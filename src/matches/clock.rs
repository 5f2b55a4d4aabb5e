use std::fmt;
use std::str::FromStr;
use thiserror::Error;

const MINUTES_PER_DAY: u16 = 24 * 60;

#[derive(Debug, Clone, PartialEq, Eq, Error)]
pub enum ClockParseError {
    #[error("expected HH:MM, got {0:?}")]
    Format(String),
    #[error("time out of range: {0:?}")]
    Range(String),
}

/// Time of day with minute resolution, as printed next to a fixture.
#[derive(Debug, Clone, Copy, PartialEq, Eq, PartialOrd, Ord, Hash)]
pub struct ClockTime {
    minutes: u16,
}

impl ClockTime {
    pub fn new(hour: u16, minute: u16) -> Option<Self> {
        (hour < 24 && minute < 60).then(|| ClockTime {
            minutes: hour * 60 + minute,
        })
    }

    /// Minutes since midnight.
    pub fn minutes(self) -> u16 {
        self.minutes
    }

    /// Shortest distance around the 24h dial, in minutes (0..=720).
    pub fn circular_distance(self, other: ClockTime) -> u16 {
        let delta = self.minutes.abs_diff(other.minutes);
        delta.min(MINUTES_PER_DAY - delta)
    }
}

impl FromStr for ClockTime {
    type Err = ClockParseError;

    /// Accepts 24-hour `H:MM` or `HH:MM`, surrounding whitespace ignored.
    fn from_str(s: &str) -> Result<Self, Self::Err> {
        let trimmed = s.trim();
        let (h, m) = trimmed
            .split_once(':')
            .ok_or_else(|| ClockParseError::Format(s.to_string()))?;
        let all_digits = |p: &str| !p.is_empty() && p.bytes().all(|b| b.is_ascii_digit());
        if !all_digits(h) || h.len() > 2 || !all_digits(m) || m.len() != 2 {
            return Err(ClockParseError::Format(s.to_string()));
        }
        let hour: u16 = h.parse().map_err(|_| ClockParseError::Format(s.to_string()))?;
        let minute: u16 = m.parse().map_err(|_| ClockParseError::Format(s.to_string()))?;
        ClockTime::new(hour, minute).ok_or_else(|| ClockParseError::Range(s.to_string()))
    }
}

impl fmt::Display for ClockTime {
    fn fmt(&self, f: &mut fmt::Formatter<'_>) -> fmt::Result {
        write!(f, "{:02}:{:02}", self.minutes / 60, self.minutes % 60)
    }
}

/// Circular distance between two "HH:MM" strings.
pub fn distance(a: &str, b: &str) -> Result<u16, ClockParseError> {
    Ok(a.parse::<ClockTime>()?.circular_distance(b.parse()?))
}
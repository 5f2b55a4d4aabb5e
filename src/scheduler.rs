//! The two periodic jobs: odds-movement alerts and new-match announcements.
//!
//! Each job runs in its own task and awaits its cycle inline, so a cycle
//! never overlaps the next firing of the same job. The two jobs may run at
//! the same time; they share no mutable state.

use anyhow::{Context, Result};
use std::sync::Arc;
use std::time::Duration;
use tokio::task::JoinHandle;
use tokio::time::MissedTickBehavior;
use tracing::{error, info, warn};

use crate::feed::FeedSource;
use crate::matches::MatchTracker;
use crate::notify::Notifier;
use crate::odds::ChangeDetector;

/// One odds cycle. Returns the number of alerted events.
///
/// A feed failure aborts the cycle before any store is touched.
pub async fn run_odds_cycle(
    feed: &dyn FeedSource,
    detector: &mut ChangeDetector,
    notifier: &dyn Notifier,
) -> Result<usize> {
    let snapshot = feed
        .snapshot()
        .await
        .with_context(|| format!("feed '{}' failed", feed.name()))?;

    let changes = detector.detect_changes(&snapshot);
    if !changes.is_empty() {
        if let Err(e) = notifier.notify_odds_changes(&changes).await {
            error!("Notifier '{}' failed to deliver odds alerts: {:#}", notifier.name(), e);
        }
    }
    Ok(changes.len())
}

/// One new-match cycle. Returns the number of announced matches.
pub async fn run_matches_cycle(
    feed: &dyn FeedSource,
    tracker: &mut MatchTracker,
    notifier: &dyn Notifier,
) -> Result<usize> {
    let snapshot = feed
        .snapshot()
        .await
        .with_context(|| format!("feed '{}' failed", feed.name()))?;

    let new_matches = tracker.find_new(&snapshot);
    if !new_matches.is_empty() {
        if let Err(e) = notifier.notify_new_matches(&new_matches).await {
            error!("Notifier '{}' failed to deliver new matches: {:#}", notifier.name(), e);
        }
    }
    Ok(new_matches.len())
}

fn ticker(period: Duration) -> tokio::time::Interval {
    let mut interval = tokio::time::interval(period);
    interval.set_missed_tick_behavior(MissedTickBehavior::Skip);
    interval
}

/// Spawn the odds-movement job. The detector is owned by the task.
pub fn spawn_odds_job(
    feed: Arc<dyn FeedSource>,
    mut detector: ChangeDetector,
    notifier: Arc<dyn Notifier>,
    period: Duration,
) -> JoinHandle<()> {
    tokio::spawn(async move {
        info!("Odds job started (feed={}, interval={:?})", feed.name(), period);
        let mut interval = ticker(period);
        loop {
            interval.tick().await;
            if let Err(e) = run_odds_cycle(feed.as_ref(), &mut detector, notifier.as_ref()).await {
                warn!("Odds cycle aborted: {:#}", e);
            }
        }
    })
}

/// Spawn the new-match job. The tracker is owned by the task.
pub fn spawn_matches_job(
    feed: Arc<dyn FeedSource>,
    mut tracker: MatchTracker,
    notifier: Arc<dyn Notifier>,
    period: Duration,
) -> JoinHandle<()> {
    tokio::spawn(async move {
        info!("Match job started (feed={}, interval={:?})", feed.name(), period);
        let mut interval = ticker(period);
        loop {
            interval.tick().await;
            if let Err(e) = run_matches_cycle(feed.as_ref(), &mut tracker, notifier.as_ref()).await
            {
                warn!("Match cycle aborted: {:#}", e);
            }
        }
    })
}
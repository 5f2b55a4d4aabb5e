//! Telegram HTML message bodies.
//!
//! Rendering never invents values: a field without a comparison is shown
//! with its current price only.

use std::fmt::Write;

use crate::db::models::{MatchSnapshot, OddsField};
use crate::odds::OddsChange;

/// Escape the three characters Telegram's HTML mode reserves.
pub fn escape_html(s: &str) -> String {
    s.replace('&', "&amp;")
        .replace('<', "&lt;")
        .replace('>', "&gt;")
}

/// Display label for a field, using the team names and handicap lines of `m`.
pub fn field_label(m: &MatchSnapshot, field: OddsField) -> String {
    let with_line = |team: &str, line: &Option<String>| match line {
        Some(h) => format!("{} ({}) handicap", escape_html(team), escape_html(h)),
        None => format!("{} handicap", escape_html(team)),
    };
    match field {
        OddsField::Odds1 => escape_html(&m.team1),
        OddsField::Odds2 => escape_html(&m.team2),
        OddsField::HandicapOdd1 => with_line(&m.team1, &m.handicap1),
        OddsField::HandicapOdd2 => with_line(&m.team2, &m.handicap2),
    }
}

pub fn render_new_match(key: &str, m: &MatchSnapshot) -> String {
    let mut out = String::new();
    let _ = writeln!(out, "🆕 <b>{}</b>", escape_html(key));
    let _ = writeln!(out, "🕒 {}", escape_html(&m.time));
    for field in OddsField::ALL {
        if let Some(v) = m.odds.get(&field) {
            let _ = writeln!(out, "📊 {}: {:.2}", field_label(m, field), v);
        }
    }
    out
}

pub fn render_odds_change(change: &OddsChange) -> String {
    let m = &change.current;
    let mut out = String::new();
    let _ = writeln!(out, "⚠️ <b>{}</b>", escape_html(&change.key));
    let _ = writeln!(out, "🕒 {}", escape_html(&m.time));

    for field in OddsField::ALL {
        let label = field_label(m, field);
        match change.comparisons.get(&field) {
            Some(c) => {
                let arrow = match c.diff.partial_cmp(&0.0) {
                    Some(std::cmp::Ordering::Less) => "📉",
                    Some(std::cmp::Ordering::Greater) => "📈",
                    _ => "▫️",
                };
                let _ = write!(
                    out,
                    "{} {}: {:.2} → {:.2} ({:+.2})",
                    arrow, label, c.previous, c.current, c.diff
                );
                if c.significant {
                    out.push_str(" ❗");
                }
                if let Some(init) = change.initial.get(&field) {
                    let _ = write!(out, " [open {:.2}]", init);
                }
                out.push('\n');
            }
            None => {
                if let Some(v) = m.odds.get(&field) {
                    let _ = writeln!(out, "▫️ {}: {:.2}", label, v);
                }
            }
        }
    }
    out
}
pub mod format;
pub mod telegram;

pub use telegram::TelegramNotifier;

use anyhow::Result;
use async_trait::async_trait;
use tracing::info;

use crate::db::models::Snapshot;
use crate::odds::OddsChange;

/// Delivery side for both detection cycles.
#[async_trait]
pub trait Notifier: Send + Sync {
    /// Announce fixtures seen for the first time, keyed by event key.
    async fn notify_new_matches(&self, matches: &Snapshot) -> Result<()>;

    /// Alert on events with at least one significant movement.
    async fn notify_odds_changes(&self, changes: &[OddsChange]) -> Result<()>;

    /// Human-readable name for logging.
    fn name(&self) -> &str;
}

/// Writes rendered messages to the log. Used when no bot token is configured.
pub struct LogNotifier;

#[async_trait]
impl Notifier for LogNotifier {
    fn name(&self) -> &str {
        "log"
    }

    async fn notify_new_matches(&self, matches: &Snapshot) -> Result<()> {
        for (key, m) in matches {
            info!("New match:\n{}", format::render_new_match(key, m));
        }
        Ok(())
    }

    async fn notify_odds_changes(&self, changes: &[OddsChange]) -> Result<()> {
        for c in changes {
            info!("Odds movement:\n{}", format::render_odds_change(c));
        }
        Ok(())
    }
}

• Work order: All that should be written out is the stretch of lines above between the one holding "#[derive(Debug, Clone, PartialEq, Eq, Error)]" and the one holding "surrounding whitespace ignored.", inclusive, exactly as given.

• Response area:
#[derive(Debug, Clone, PartialEq, Eq, Error)]
pub enum ClockParseError {
    #[error("expected HH:MM, got {0:?}")]
    Format(String),
    #[error("time out of range: {0:?}")]
    Range(String),
}

/// Time of day with minute resolution, as printed next to a fixture.
#[derive(Debug, Clone, Copy, PartialEq, Eq, PartialOrd, Ord, Hash)]
pub struct ClockTime {
    minutes: u16,
}

impl ClockTime {
    pub fn new(hour: u16, minute: u16) -> Option<Self> {
        (hour < 24 && minute < 60).then(|| ClockTime {
            minutes: hour * 60 + minute,
        })
    }

    /// Minutes since midnight.
    pub fn minutes(self) -> u16 {
        self.minutes
    }

    /// Shortest distance around the 24h dial, in minutes (0..=720).
    pub fn circular_distance(self, other: ClockTime) -> u16 {
        let delta = self.minutes.abs_diff(other.minutes);
        delta.min(MINUTES_PER_DAY - delta)
    }
}

impl FromStr for ClockTime {
    type Err = ClockParseError;

    /// Accepts 24-hour `H:MM` or `HH:MM`, surrounding whitespace ignored.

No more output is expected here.